A possible exception to this rule has been the low-carb diet. Starting with the publication of Dr. Atkins' Diet Revolution in 1972, the low-carb diet in one form or another has been found to be useful in weight loss and in the promotion of various aspects of good health such as decreased blood pressure, decreased blood glucose and improvement in other metabolic markers. (See here for a summary of three articles in top-tier scientific journals.) Judging by comments in health-related blogs, this has been the anedotal experience of many ordinary people who have tried the low-carb lifestyle. Nearly 40 years after Dr. Atkins wrote his book, there appears to be good evidence that low-carb eating provides lasting benefits with regard to weight loss and health.
Several commenters say that they have tried the low-food-reward approach to eating and have been successful with it. This may be true in the short term. In the long term, it remains to be seen whether following a low-food-reward diet will be of benefit in people who have eaten the standard American diet for 20 to 50 years, in people with type 2 diabetes, in people who have heart disease and/or in people who lose weight and then attempt to maintain the weight loss over many years. It might work in theory. We will need to wait several decades to see if it works in practice.

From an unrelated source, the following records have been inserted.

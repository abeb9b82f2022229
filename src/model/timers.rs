//! Sequence-numbered timer and frame tokens
//!
//! Every scheduled timer carries a token; rescheduling a kind invalidates the
//! previous token, so a late fire of a superseded timer is ignored.

use std::time::Duration;

use crate::commands::{Cmd, Effects};

use super::InstanceId;

#[derive(Debug, Clone, Copy, PartialEq, Eq, Hash)]
pub enum TimerKind {
    /// Hover intent before opening a submenu
    HoverOpen,
    /// Grace period after leaving an open submenu's trigger
    HoverClose,
    /// Touch hold on a bound trigger
    LongPress,
    /// Fallback completion of a leave transition
    LeaveSafety,
}

#[derive(Debug, Clone, Copy, PartialEq, Eq, Hash)]
pub struct TimerToken {
    pub kind: TimerKind,
    pub seq: u64,
}

#[derive(Debug, Clone, Copy, PartialEq, Eq, Hash)]
pub struct FrameToken(pub(crate) u64);

/// Pending timers of one instance, at most one per kind
#[derive(Debug, Default)]
pub struct Timers {
    seq: u64,
    pending: Vec<TimerToken>,
}

impl Timers {
    /// Schedule `kind`, replacing any pending timer of the same kind
    pub(crate) fn schedule(
        &mut self,
        fx: &mut Effects,
        instance: InstanceId,
        kind: TimerKind,
        delay: Duration,
    ) -> TimerToken {
        self.cancel(fx, instance, kind);
        self.seq += 1;
        let token = TimerToken {
            kind,
            seq: self.seq,
        };
        self.pending.push(token);
        fx.push(Cmd::ScheduleTimer {
            instance,
            token,
            delay,
        });
        token
    }

    pub(crate) fn cancel(&mut self, fx: &mut Effects, instance: InstanceId, kind: TimerKind) {
        if let Some(pos) = self.pending.iter().position(|t| t.kind == kind) {
            let token = self.pending.remove(pos);
            fx.push(Cmd::CancelTimer { instance, token });
        }
    }

    pub(crate) fn cancel_all(&mut self, fx: &mut Effects, instance: InstanceId) {
        for token in self.pending.drain(..) {
            fx.push(Cmd::CancelTimer { instance, token });
        }
    }

    /// Consume a fired token; false when it was cancelled or superseded
    pub fn fire(&mut self, token: TimerToken) -> bool {
        match self.pending.iter().position(|t| *t == token) {
            Some(pos) => {
                self.pending.remove(pos);
                true
            }
            None => false,
        }
    }

    pub fn is_pending(&self, kind: TimerKind) -> bool {
        self.pending.iter().any(|t| t.kind == kind)
    }

    pub fn is_empty(&self) -> bool {
        self.pending.is_empty()
    }
}
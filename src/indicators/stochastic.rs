// =============================================================================
// Stochastic Oscillator (%K 14, %D 3)
// =============================================================================
//
//   %K = (close - lowestLow_14) / (highestHigh_14 - lowestLow_14) * 100
//   %D = simple mean of the last 3 %K values
//
// Each %K sample for %D is recomputed over the full candle prefix (a
// rolling recomputation rather than a cached series — preserved behaviour).

use crate::types::Candle;
use serde::{Deserialize, Serialize};

#[derive(Debug, Clone, Copy, Serialize, Deserialize)]
pub struct Stochastic {
    pub k: f64,
    pub d: f64,
}

/// %K over the trailing `k_period` candles of `candles`.
///
/// Degenerate inputs (empty series, zero high-low range) return 50.
fn percent_k(candles: &[Candle], k_period: usize) -> f64 {
    if candles.is_empty() || k_period == 0 {
        return 50.0;
    }

    let window = if candles.len() < k_period {
        candles
    } else {
        &candles[candles.len() - k_period..]
    };

    let highest = window.iter().map(|c| c.high).fold(f64::MIN, f64::max);
    let lowest = window.iter().map(|c| c.low).fold(f64::MAX, f64::min);
    let close = candles[candles.len() - 1].close;

    let range = highest - lowest;
    if range == 0.0 {
        return 50.0;
    }

    (close - lowest) / range * 100.0
}

/// Full stochastic reading for a candle series.
///
/// %D averages the %K of the last `d_period` prefixes of the series, so a
/// series shorter than `d_period` simply averages fewer samples.
pub fn stochastic(candles: &[Candle], k_period: usize, d_period: usize) -> Stochastic {
    let k = percent_k(candles, k_period);

    if d_period == 0 {
        return Stochastic { k, d: k };
    }

    let samples = d_period.min(candles.len()).max(1);
    let mut sum = 0.0;
    for back in 0..samples {
        sum += percent_k(&candles[..candles.len() - back], k_period);
    }

    Stochastic {
        k,
        d: sum / samples as f64,
    }
}

// =============================================================================
// Unit Tests
// =============================================================================
#[cfg(test)]
mod tests {
    use super::*;

    fn candle(high: f64, low: f64, close: f64) -> Candle {
        Candle {
            timestamp: 0,
            open: (high + low) / 2.0,
            high,
            low,
            close,
            volume: 0.0,
        }
    }

    #[test]
    fn empty_series_is_neutral() {
        let s = stochastic(&[], 14, 3);
        assert_eq!(s.k, 50.0);
        assert_eq!(s.d, 50.0);
    }

    #[test]
    fn zero_range_is_neutral() {
        let candles = vec![candle(100.0, 100.0, 100.0); 20];
        let s = stochastic(&candles, 14, 3);
        assert_eq!(s.k, 50.0);
        assert_eq!(s.d, 50.0);
    }

    #[test]
    fn close_at_high_is_100() {
        let mut candles = vec![candle(105.0, 95.0, 100.0); 20];
        candles.push(candle(105.0, 95.0, 105.0));
        let s = stochastic(&candles, 14, 3);
        assert!((s.k - 100.0).abs() < 1e-10);
    }

    #[test]
    fn close_at_low_is_0() {
        let mut candles = vec![candle(105.0, 95.0, 100.0); 20];
        candles.push(candle(105.0, 95.0, 95.0));
        let s = stochastic(&candles, 14, 3);
        assert!(s.k.abs() < 1e-10);
    }

    #[test]
    fn midpoint_close_is_50() {
        let candles = vec![candle(110.0, 90.0, 100.0); 20];
        let s = stochastic(&candles, 14, 3);
        assert!((s.k - 50.0).abs() < 1e-10);
    }

    #[test]
    fn d_smooths_k() {
        // A sudden move: %D (3-sample mean) must lag %K.
        let mut candles = vec![candle(105.0, 95.0, 96.0); 20];
        candles.push(candle(105.0, 95.0, 104.0));
        let s = stochastic(&candles, 14, 3);
        assert!(s.k > s.d, "k {} should lead d {}", s.k, s.d);
    }

    #[test]
    fn bounds_hold() {
        let candles: Vec<Candle> = (0..40)
            .map(|i| {
                let base = 100.0 + (i as f64 * 0.9).sin() * 4.0;
                candle(base + 1.0, base - 1.0, base + (i as f64 * 0.4).cos())
            })
            .collect();
        let s = stochastic(&candles, 14, 3);
        assert!((0.0..=100.0).contains(&s.k));
        assert!((0.0..=100.0).contains(&s.d));
    }
}
// =============================================================================
// Market Data Module
// =============================================================================
//
// Candle and quote acquisition for the signal pipeline: a live REST
// provider with a read-through TTL cache, retry-with-backoff, and a
// synthetic generator fallback so a missing key or a provider outage never
// hard-fails an analysis pass.

pub mod provider;
pub mod synthetic;

pub use provider::{MarketDataProvider, ProviderError};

An excellent comparison of the food reward and the carbohydrate hypotheses of obesity can be found at Peter's Hyperlipid blog. Peter has much more training and experience in physiology than I do, and he presents several very important refutations of journal citations that seem to discredit the carbohydrate hypothesis. It may take a couple of readings to absorb his point-by-point analyses, but it will be very much worth the time invested.
I'm glad you came out of hibernation - for some reason I did too, and began to post on both Peter's and Stephan's blogs.
I think, at bottom, I'm getting sick and tired of those who have never even been overweight, much less obese, telling us this is right and that is wrong.
I don't doubt the science - I doubt the perceptibility and the attitude of the researcher looking at the data - because he or she has never lived it, that's all.
I'm a health educator, and as you pointed out, I need clinically effective programs. I don't necessarily care about the background biology, although i will change my slides as new research emerges.
I completely understand that we are all not a from a cookie-cutter mold (because I have seen it), but with some individual massaging, low-mod-carb works for most, if not all of my people, depending on their personal chemistry. Whether this is insulin, leptin, food reward, or Calorie reduction remains to be seen.
Thanks again for coming back online.
Very well stated, berto.
I wasn't really in hibernation, by the way. I just couldn't think of anything helpful that I wanted to write about. Then this controversy came up, but I couldn't crystallize my thoughts properly until Peter wrote what he did. He has both a humorous and an understandable way of expressing himself, and it finally clicked for me. Best wishes on your health education work!
Thank you so much for your post. I especially liked your contrast between researchers and clinicians. I tend to go with the clinicians first, since I am a big fan of N=1 data. Goodness knows, someone in a clinic has lots of access to data. That is why, even though I don't agree with all the data that someone like Dr. Davis shows, I have no doubt that his data from actual patients is priceless.
I went on over to hyperlipid to see the latest, and wow, the conversation sure had deteriorated! The arrogance, astounding! Let us be thankful that not only do we have a new obesity hypothesis, we have new definitions of accuracy and precision by the good doctors' homies and wannabees.
I am sure we will all sleep safely tonight sure that the knowledge is advancing. I feel thinner already.
LOL, Exceptionally Brash! The homies bother me, too. If an argument is valid, I like to hope that it will stand or fall of its own weight, not based on the loyal comments of a set of fans.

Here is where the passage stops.